El don del Espíritu es la entrega amorosa del Padre y del Hijo. Es hablar de la
gracia, el amor, la comunión, donación y entrega que Pablo desea para a los
Corintios (2 Co 13, 13) y que Dios entrega como don gratuito para nuestra
salvación. El don del Espíritu Santo tiene, como todo regalo, a alguien que
dona y un destinatario de esta donación. El primero es la Trinidad, el segundo,
es todo hombre. ¿Y qué es lo que se dona? La gracia, que es la presencia
personal de la tercera persona de la Trinidad, que es el mismo Espíritu del
Padre y del Hijo, es decir, el Espíritu Santo.
Desde
los comienzos de la vida de la Iglesia, junto con el don, aparecen los dones y
los carismas. Los dones son disposiciones permanentes que hacen al hombre dócil
para seguir los impulsos del Espíritu Santo (CEC 1830). Carisma, según la RAE,
significa en sí un “don gratuito que Dios concede a algunas personas en
beneficio de la comunidad”. Mientras que el don es una ayuda para la
santificación personal, los carismas son gracias que uno recibe con vistas a la
edificación de la Iglesia, para el bien de la comunidad y la construcción del
Cuerpo Místico. No están ligados al mérito personal: el Espíritu Santo los
distribuye a quien quiere (1 Co 12, 11), para el provecho de la comunidad y no
dependen necesariamente de las cualidades del sujeto.

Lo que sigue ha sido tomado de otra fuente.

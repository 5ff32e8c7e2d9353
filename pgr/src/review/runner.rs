//! Review runner
//!
//! Fans a set of review agents out over the changed files (in parallel or
//! sequentially), validates their findings through a validator agent, and
//! merges everything into one result. Agent failures fill their slot with
//! an error-tagged result; a validator outage keeps every issue (fail
//! open) so infrastructure problems never hide real bugs.

use std::collections::HashMap;
use std::path::Path;
use std::sync::{Arc, Mutex};
use std::time::{Duration, Instant};

use eyre::{Context, Result};
use tokio::task::JoinSet;
use tracing::{debug, warn};

use crate::config::ReviewConfig;
use crate::interrupt::Interrupt;
use crate::invoker::Invoker;
use crate::prompts::embedded;
use crate::review::agent::{AgentReview, ExecutorReviewAgent, ReviewAgent, ReviewRequest};
use crate::review::issue::{Issue, Severity, VERDICT_FALSE_POSITIVE};

/// Result of one agent's review
#[derive(Debug, Clone)]
pub struct AgentResult {
    pub agent: String,
    pub issues: Vec<Issue>,
    pub summary: String,
    pub error: Option<String>,
    pub duration: Duration,
}

impl AgentResult {
    fn not_run(name: &str, reason: &str) -> Self {
        Self {
            agent: name.to_string(),
            issues: Vec::new(),
            summary: String::new(),
            error: Some(reason.to_string()),
            duration: Duration::ZERO,
        }
    }
}

/// Merged result of one review run
#[derive(Debug, Clone)]
pub struct RunResult {
    /// True when no issues survived filtering
    pub passed: bool,
    pub iteration: u32,
    pub total_issues: usize,
    /// Per-agent results, ordered like the configured agents
    pub agents: Vec<AgentResult>,
    pub duration: Duration,
}

impl RunResult {
    /// All surviving issues across agents
    pub fn all_issues(&self) -> Vec<Issue> {
        self.agents.iter().flat_map(|a| a.issues.iter().cloned()).collect()
    }

    /// New result keeping only issues with a severity in the set
    ///
    /// An empty set passes everything through.
    pub fn filter_by_severity(&self, severities: &[Severity]) -> RunResult {
        debug!(severities = severities.len(), "filter_by_severity: called");
        if severities.is_empty() {
            return self.clone();
        }
        let agents: Vec<AgentResult> = self
            .agents
            .iter()
            .map(|result| {
                let mut filtered = result.clone();
                filtered.issues.retain(|issue| severities.contains(&issue.severity));
                filtered
            })
            .collect();
        let total_issues = agents.iter().map(|a| a.issues.len()).sum();
        RunResult {
            passed: total_issues == 0,
            iteration: self.iteration,
            total_issues,
            agents,
            duration: self.duration,
        }
    }
}

/// Resolved agent: everything needed to construct it on first use
#[derive(Debug, Clone)]
struct AgentSpec {
    name: String,
    simplification: bool,
    executor: String,
    template: String,
}

/// Per-agent result limits, parsed from configuration
#[derive(Debug, Clone, Default)]
struct ResolvedOverride {
    max_issues: Option<usize>,
    severities: Option<Vec<Severity>>,
}

/// Drives review agents over a file set
pub struct ReviewRunner {
    specs: Vec<AgentSpec>,
    parallel: bool,
    overrides: HashMap<String, ResolvedOverride>,
    /// Agents constructed on first use, reused afterwards; access serialized
    cache: Mutex<HashMap<String, Arc<dyn ReviewAgent>>>,
    validator_spec: Option<AgentSpec>,
    simplification_validator_spec: Option<AgentSpec>,
    timeout: Duration,
}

En algunos casos suelen
ser pasajeros, pero algunos constituyen una cualidad más o menos estable del
sujeto (apóstol, profeta, doctor, evangelista, exhortador, palabra de
sabiduría, palabra de ciencia, discernimiento de espíritus, sanación, milagros,
lenguas).
Muchos
hombres los consideran como cosas extraordinarias. Incluso en los últimos
siglos la infinidad de estructuras en la Iglesia impedían que se manifestaran
en todo su esplendor.
Al
convocar el Concilio Vaticano II, Juan XXIII pedía oraciones para lo que él
llamó “un nuevo Pentecostés” en la Iglesia. Ha sido Vaticano II, el que abrió
ese espacio para que se manifestara con fuerza el Espíritu a través de sus
carismas. Los documentos del Concilio hablan de “los carismas” los cuales
pertenecen a la naturaleza de la vida ordinaria de la Iglesia, no son cosas
extraordinarias, ellos nunca han estado ausentes desde el día de Pentecostés en
la Iglesia, ellos pertenecen a la Iglesia. Los carismas de la vida religiosa,
de la Hospitalidad, los relacionados al gobierno de la comunidad, para
evangelizar, para anunciar la buena nueva de Jesús muerto y Resucitado, etc.
Desde esta perspectiva, Pablo VI habla de “un perenne Pentecostés”, es decir,
de todos los días. En la eclesiología católica, tenemos una visión de
Pentecostés que puede y sucede cada día. La proximidad de la fiesta Pentecostés
es el contexto ideal para recordar y repetir constantemente que Pentecostés no
es una gracia reservada a algunos, sino que ella es para toda la Iglesia.